Dimenticare Ippocrate

I medici e il nuovo mito dell'autodeterminazione

Nicoletta Tiliacos

Non si tratta, infatti, di non accanirsi su una malata terminale, ma di interrompere i sostegni vitali che molto spesso nemmeno ai terminali (ed Eluana non lo è) vengono negati.

    “Una struttura idonea e un medico disponibile”. Sono queste, per usare le parole della governatrice piemontese Mercedes Bresso, le premesse per realizzare quel distacco del sondino che una sentenza civile ha definitivamente autorizzato per Eluana Englaro. Un medico disponibile. In teoria ce ne sarebbero. C'è il neurologo Carlo Alberto Defanti, che segue la ragazza da anni (ieri annunciava che “l'ipotesi estrema” di portare Eluana a casa per farla morire sarà presa in considerazione solo nel caso in cui “non dovessimo riuscire a trovare una struttura ad hoc”). E c'è sempre il torinese Silvio Viale, che disponibile si è già proclamato “se la nostra regione apre agli Englaro”: da buon militante di Exit, l'associazione che vuole l'eutanasia in Italia. Ma tra aperture, chiusure, ipotesi quasi certe che sfumano nel giro di poche ore, imbarazzi e dietrofront, si sta mettendo in scena una grande impasse deontologica. Si sta infatti rivelando molto profonda la distanza tra quella che è – che dovrebbe essere – la pratica medica di cura e la realizzazione di un atto che cura non è, ma il suo opposto.

    Non si tratta, infatti, di non accanirsi su una malata terminale, ma di interrompere i sostegni vitali che molto spesso nemmeno ai terminali (ed Eluana non lo è) vengono negati.
    Il magistrato Amedeo Santosuosso, in linea con la Consulta di bioetica della quale fa parte, dice che i medici del servizio sanitario nazionale sono tenuti, in nome dell'articolo della Costituzione che tutela la salute, a rendersi disponibili a dar corso alla sentenza su Eluana. Un paradosso abbastanza acrobatico che non convince il professor Antonio Carolei, neurologo all'Università dell'Aquila, appena chiamato dal ministero del Welfare a far parte del gruppo di lavoro su “stato vegetativo e minima coscienza”, presentato ieri a Roma. Al Foglio, Carolei dice che “quella sentenza andrebbe semplicemente ignorata. Non aggiunge nulla al nostro bagaglio culturale sulle persone in stato vegetativo e chiede la complicità dei medici in qualcosa che nega la loro funzione. Che è di approfondire, di studiare, di ricordare che se ci si fosse arresi all'evidenza dell'incurabilità – penso alle malattie psichiatriche gravi – nessuno avrebbe fatto un passo nella conoscenza di situazioni che oggi, a differenza di cent'anni fa, sappiamo fronteggiare”.

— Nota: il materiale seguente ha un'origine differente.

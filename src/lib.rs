//! Endpoint Comments - generated URL comments for Spring route declarations.
//!
//! Scans Java controllers for `@GetMapping`, `@PostMapping`, `@PutMapping`,
//! `@DeleteMapping` and `@RequestMapping` annotations and writes a comment
//! above each one with the effective verb and URL, including the class base
//! path, typed path variables and the query string:
//!
//! ```java
//! // GET https://localhost:8080/api/films/{id:int}?lang:string
//! @GetMapping("/films/{id}")
//! public Film get(@PathVariable Long id, @RequestParam String lang) { ... }
//! ```
//!
//! Re-running replaces the previously generated comments, so the output is
//! stable across runs.
//!
//! # Usage
//!
//! ```rust,no_run
//! use endpoint_comments::{Annotator, Document};
//!
//! let annotator = Annotator::new("https://localhost:8080");
//! let doc = Document::new("FilmController.java", std::fs::read_to_string("FilmController.java").unwrap());
//! let updated = annotator.annotate(&doc);
//! ```

pub mod annotation;
pub mod backend;
pub mod capabilities;
pub mod config;
pub mod document;
pub mod handlers;
pub mod host;
pub mod output;
pub mod params;
pub mod plan;
pub mod port;
pub mod type_map;
pub mod url;
pub mod workspace;

pub use annotation::{AnnotationKind, AnnotationOccurrence, AnnotationScanner};
pub use config::EndpointConfig;
pub use document::Document;
pub use host::{FsHost, Host, HostError};
pub use plan::{EditOperation, EditPlan, EndpointBlock, ListedEndpoint, ResolvedEndpoint};
pub use type_map::FriendlyType;
pub use workspace::{regenerate, RegenerateSummary};

/// Plans endpoint comments for documents against one base URL.
#[derive(Debug, Clone)]
pub struct Annotator {
    base_url: String,
}

impl Annotator {
    pub fn new(base_url: impl Into<String>) -> Self {
        Self {
            base_url: base_url.into().trim().to_string(),
        }
    }

    pub fn base_url(&self) -> &str {
        &self.base_url
    }

    /// Compute the edit plan for a document.
    pub fn plan(&self, doc: &Document) -> EditPlan {
        plan::plan_document(doc, &self.base_url)
    }

    /// Every endpoint of a document with its annotation line.
    pub fn endpoints(&self, doc: &Document) -> Vec<ListedEndpoint> {
        self.plan(doc).endpoints()
    }

    /// The document text with regenerated endpoint comments.
    pub fn annotate(&self, doc: &Document) -> String {
        self.plan(doc).apply(doc)
    }

    /// Annotate a string of source text.
    pub fn annotate_str(&self, text: &str, filename: &str) -> String {
        self.annotate(&Document::new(filename, text))
    }
}

#[cfg(test)]
mod tests {
    use super::*;

    #[test]
    fn test_annotate_str_round_trip() {
        let annotator = Annotator::new(" https://localhost:8080 ");
        assert_eq!(annotator.base_url(), "https://localhost:8080");

        let source = "@Controller\npublic class A {\n    @PostMapping(\"/submit\")\n    public String post(FormInfo info) {\n        return \"redirect:/\";\n    }\n}\n";
        let once = annotator.annotate_str(source, "A.java");
        assert_eq!(
            once,
            "@Controller\npublic class A {\n    // POST https://localhost:8080/submit\n    @PostMapping(\"/submit\")\n    public String post(FormInfo info) {\n        return \"redirect:/\";\n    }\n}\n"
        );
        assert_eq!(annotator.annotate_str(&once, "A.java"), once);
    }

    #[test]
    fn test_endpoints_carry_annotation_line() {
        let annotator = Annotator::new("http://api");
        let doc = Document::new(
            "A.java",
            "@RestController
@RequestMapping(\"/v1\")
class A {
  @RequestMapping(value = \"/x\", method = {RequestMethod.GET, RequestMethod.POST})
  void x() {}
}
",
        );
        let endpoints = annotator.endpoints(&doc);
        assert_eq!(endpoints.len(), 2);
        assert!(endpoints.iter().all(|e| e.line == 3));
        assert_eq!(endpoints[0].endpoint.http_verb, "GET");
        assert_eq!(endpoints[1].endpoint.http_verb, "POST");
        assert_eq!(endpoints[1].endpoint.full_url, "http://api/v1/x");
    }
}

    Ma quanto, dell'antico giuramento del medico, può sopravvivere in uno scenario nel quale il diritto di disporre della propria vita diventa l'altra faccia del diritto (addirittura dell'obbligo) della categoria medica di procurare la morte dei propri pazienti? Investire la classe medica del potere di praticare l'eutanasia (di questo si tratta) non finisce per influire in modo irreversibile su tutti i malati e tutti i medici? E non significa minare il vincolo di solidarietà sociale, la protezione delle persone rese fragili dalla malattia, l'integrità stessa della professione medica? Il professor Francesco D'Agostino, presidente onorario del Comitato nazionale di bioetica, dice che “mettere al centro di tutto l'elemento dell'autodeterminazione ci fa entrare in una logica per cui la medicina diventa mera attività tecnica al servizio della volontà del paziente-cliente. Il quale chiede una prestazione tecnica a un medico esonerato da qualsiasi valutazione etica e deontologica della richiesta che gli viene fatta. Spero proprio che i medici, a questo, si ribellino – dice D'Agostino – perché non siamo alla liberale accettazione dell'autodeterminazione nella scelta di uno stile di vita. Nel caso della medicina si tratta di alterare il bene salute, che è di rilevanza pubblica”.

    Anche Gian Luigi Gigli, neurologo all'Università di Udine, vede profilarsi la minaccia di “un punto di non ritorno nella nostra professione. C'è chi pensa che vadano riscritte le regole del rapporto tra medico e paziente, che la base ippocratica che regola la deontologia sia da considerare superata. L'autodeterminazione del paziente è il nuovo feticcio. Eppure nessuno come noi medici sa quanto quell'idea dell'autonomia sia fragile, in condizioni di malattia. E quanto sia facile la prevaricazione nel caso degli incapaci, per i quali l'‘autodeterminazione' è esercitata da terzi”.